### What you need to do
Where a line of the following data contains the string "frames", include it in the tally. Report the total alone.

### Source records

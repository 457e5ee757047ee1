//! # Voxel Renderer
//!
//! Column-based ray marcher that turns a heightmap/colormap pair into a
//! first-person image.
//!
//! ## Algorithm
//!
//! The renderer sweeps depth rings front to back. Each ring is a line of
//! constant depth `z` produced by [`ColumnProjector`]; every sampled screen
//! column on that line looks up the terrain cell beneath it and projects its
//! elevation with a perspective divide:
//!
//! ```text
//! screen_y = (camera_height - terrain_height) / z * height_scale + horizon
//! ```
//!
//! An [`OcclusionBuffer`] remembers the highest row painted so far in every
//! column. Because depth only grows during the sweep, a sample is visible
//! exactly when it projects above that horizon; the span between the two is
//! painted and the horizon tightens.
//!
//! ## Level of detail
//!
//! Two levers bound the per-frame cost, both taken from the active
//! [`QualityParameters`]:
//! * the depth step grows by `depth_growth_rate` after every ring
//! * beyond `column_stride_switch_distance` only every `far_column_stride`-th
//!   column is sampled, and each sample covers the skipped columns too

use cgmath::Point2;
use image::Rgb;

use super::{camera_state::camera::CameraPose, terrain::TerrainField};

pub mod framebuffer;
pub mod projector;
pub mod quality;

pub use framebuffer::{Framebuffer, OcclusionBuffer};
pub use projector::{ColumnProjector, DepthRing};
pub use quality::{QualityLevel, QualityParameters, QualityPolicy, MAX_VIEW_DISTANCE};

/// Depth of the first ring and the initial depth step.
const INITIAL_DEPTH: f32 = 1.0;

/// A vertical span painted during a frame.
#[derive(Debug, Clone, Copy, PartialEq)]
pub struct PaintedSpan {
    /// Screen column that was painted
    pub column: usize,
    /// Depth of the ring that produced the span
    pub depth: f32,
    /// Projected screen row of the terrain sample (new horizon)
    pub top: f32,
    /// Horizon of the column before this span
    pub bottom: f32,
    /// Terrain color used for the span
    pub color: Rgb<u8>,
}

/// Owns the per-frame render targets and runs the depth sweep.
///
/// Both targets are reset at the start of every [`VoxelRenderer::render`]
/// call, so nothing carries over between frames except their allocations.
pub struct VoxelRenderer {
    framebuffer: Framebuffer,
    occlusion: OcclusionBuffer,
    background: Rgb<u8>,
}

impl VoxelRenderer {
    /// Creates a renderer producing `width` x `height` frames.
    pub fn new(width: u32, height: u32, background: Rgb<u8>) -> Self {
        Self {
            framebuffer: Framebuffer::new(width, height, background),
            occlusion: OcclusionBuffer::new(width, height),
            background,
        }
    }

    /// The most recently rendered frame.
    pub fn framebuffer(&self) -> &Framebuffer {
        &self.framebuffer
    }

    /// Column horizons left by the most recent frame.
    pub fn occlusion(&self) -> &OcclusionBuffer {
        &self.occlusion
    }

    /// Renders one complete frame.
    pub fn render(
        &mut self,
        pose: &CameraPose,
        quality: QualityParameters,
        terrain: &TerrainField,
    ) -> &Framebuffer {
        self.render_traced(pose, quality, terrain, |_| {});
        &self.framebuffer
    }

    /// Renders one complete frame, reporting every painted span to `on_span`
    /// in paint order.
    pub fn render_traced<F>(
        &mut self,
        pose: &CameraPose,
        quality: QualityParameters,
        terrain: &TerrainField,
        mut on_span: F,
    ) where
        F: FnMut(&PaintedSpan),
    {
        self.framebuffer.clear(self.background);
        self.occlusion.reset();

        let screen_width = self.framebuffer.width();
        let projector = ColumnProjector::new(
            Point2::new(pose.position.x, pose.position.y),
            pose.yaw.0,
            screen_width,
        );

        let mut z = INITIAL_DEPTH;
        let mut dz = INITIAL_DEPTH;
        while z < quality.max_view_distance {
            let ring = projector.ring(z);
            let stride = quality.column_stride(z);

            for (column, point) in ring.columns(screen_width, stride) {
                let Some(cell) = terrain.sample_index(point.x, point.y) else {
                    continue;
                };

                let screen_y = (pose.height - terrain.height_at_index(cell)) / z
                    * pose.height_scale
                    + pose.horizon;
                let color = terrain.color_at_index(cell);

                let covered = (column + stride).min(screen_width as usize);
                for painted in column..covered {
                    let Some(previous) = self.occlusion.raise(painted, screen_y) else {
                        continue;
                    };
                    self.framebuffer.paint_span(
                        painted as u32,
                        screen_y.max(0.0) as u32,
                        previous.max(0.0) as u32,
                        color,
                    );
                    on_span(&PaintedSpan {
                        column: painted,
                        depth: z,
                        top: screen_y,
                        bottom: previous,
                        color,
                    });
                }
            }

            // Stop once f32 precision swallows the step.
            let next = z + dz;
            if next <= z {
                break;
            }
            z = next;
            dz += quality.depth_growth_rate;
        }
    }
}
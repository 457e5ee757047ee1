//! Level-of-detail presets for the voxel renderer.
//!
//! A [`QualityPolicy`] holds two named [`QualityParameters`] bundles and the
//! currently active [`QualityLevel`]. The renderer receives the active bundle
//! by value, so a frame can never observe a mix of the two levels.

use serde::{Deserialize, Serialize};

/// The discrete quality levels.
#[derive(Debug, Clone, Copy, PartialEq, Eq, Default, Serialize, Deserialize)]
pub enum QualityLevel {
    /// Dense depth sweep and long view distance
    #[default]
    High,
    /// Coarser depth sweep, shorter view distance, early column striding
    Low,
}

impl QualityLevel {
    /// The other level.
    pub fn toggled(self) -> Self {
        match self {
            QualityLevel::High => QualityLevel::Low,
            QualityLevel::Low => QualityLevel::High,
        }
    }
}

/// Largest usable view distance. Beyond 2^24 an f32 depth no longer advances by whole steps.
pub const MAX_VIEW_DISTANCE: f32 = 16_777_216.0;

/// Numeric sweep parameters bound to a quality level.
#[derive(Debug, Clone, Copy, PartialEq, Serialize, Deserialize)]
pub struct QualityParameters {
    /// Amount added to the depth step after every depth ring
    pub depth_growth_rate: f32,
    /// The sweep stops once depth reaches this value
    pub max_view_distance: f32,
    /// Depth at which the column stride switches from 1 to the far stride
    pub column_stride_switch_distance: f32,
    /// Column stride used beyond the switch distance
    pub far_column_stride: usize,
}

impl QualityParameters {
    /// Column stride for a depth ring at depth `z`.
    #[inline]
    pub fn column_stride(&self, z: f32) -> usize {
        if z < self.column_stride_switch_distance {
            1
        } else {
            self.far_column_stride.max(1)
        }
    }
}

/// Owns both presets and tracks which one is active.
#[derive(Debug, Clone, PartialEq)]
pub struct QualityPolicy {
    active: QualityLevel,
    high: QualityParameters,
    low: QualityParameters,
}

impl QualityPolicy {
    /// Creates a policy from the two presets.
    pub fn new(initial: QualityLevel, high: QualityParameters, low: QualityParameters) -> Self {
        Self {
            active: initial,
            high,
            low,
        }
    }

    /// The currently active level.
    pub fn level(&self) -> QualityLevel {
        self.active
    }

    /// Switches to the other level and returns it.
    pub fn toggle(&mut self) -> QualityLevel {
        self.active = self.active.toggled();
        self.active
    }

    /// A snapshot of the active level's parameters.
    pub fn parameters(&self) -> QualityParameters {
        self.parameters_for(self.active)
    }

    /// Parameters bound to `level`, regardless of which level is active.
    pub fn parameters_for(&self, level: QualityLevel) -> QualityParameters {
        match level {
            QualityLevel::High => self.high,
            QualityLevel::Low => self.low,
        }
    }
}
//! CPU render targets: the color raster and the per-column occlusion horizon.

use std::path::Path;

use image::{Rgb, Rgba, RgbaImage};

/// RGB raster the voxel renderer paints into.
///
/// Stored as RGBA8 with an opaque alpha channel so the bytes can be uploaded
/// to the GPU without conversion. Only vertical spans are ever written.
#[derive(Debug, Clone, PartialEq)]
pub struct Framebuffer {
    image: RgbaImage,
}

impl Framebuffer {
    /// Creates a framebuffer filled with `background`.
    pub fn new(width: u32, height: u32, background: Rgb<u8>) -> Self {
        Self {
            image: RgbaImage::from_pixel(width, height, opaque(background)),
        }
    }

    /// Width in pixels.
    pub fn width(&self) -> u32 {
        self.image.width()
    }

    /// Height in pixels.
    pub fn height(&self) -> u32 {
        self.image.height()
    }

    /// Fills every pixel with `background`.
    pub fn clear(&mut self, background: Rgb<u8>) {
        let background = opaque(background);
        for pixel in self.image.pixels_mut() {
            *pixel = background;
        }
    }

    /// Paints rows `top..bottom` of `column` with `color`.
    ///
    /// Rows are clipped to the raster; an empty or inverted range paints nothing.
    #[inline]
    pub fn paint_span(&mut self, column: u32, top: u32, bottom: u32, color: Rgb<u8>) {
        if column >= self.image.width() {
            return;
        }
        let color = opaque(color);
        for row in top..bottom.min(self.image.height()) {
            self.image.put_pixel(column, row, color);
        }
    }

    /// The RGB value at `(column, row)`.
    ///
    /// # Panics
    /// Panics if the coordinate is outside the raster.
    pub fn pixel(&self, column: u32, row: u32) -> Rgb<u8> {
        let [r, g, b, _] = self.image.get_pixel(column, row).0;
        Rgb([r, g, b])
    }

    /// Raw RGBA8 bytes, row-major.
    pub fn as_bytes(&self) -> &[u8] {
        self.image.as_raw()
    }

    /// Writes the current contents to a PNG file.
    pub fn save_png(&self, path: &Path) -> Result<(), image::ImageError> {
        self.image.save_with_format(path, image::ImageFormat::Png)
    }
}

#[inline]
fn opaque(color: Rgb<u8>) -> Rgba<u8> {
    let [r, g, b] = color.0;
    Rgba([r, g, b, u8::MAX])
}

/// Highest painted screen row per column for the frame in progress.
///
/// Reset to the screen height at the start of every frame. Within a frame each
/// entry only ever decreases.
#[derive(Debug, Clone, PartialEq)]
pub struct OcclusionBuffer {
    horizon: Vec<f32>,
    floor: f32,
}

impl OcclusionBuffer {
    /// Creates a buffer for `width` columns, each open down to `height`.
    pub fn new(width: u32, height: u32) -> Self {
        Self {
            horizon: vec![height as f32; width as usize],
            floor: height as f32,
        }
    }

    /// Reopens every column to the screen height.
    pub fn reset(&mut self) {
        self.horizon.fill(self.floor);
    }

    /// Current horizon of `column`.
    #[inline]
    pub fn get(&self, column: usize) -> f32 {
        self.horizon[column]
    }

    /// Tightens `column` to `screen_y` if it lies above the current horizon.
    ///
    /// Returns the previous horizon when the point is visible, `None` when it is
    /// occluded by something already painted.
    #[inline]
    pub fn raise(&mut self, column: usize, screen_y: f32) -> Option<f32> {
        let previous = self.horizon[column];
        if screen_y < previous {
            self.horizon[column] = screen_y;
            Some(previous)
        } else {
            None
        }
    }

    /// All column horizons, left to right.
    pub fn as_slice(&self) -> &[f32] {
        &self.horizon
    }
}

### Response below
2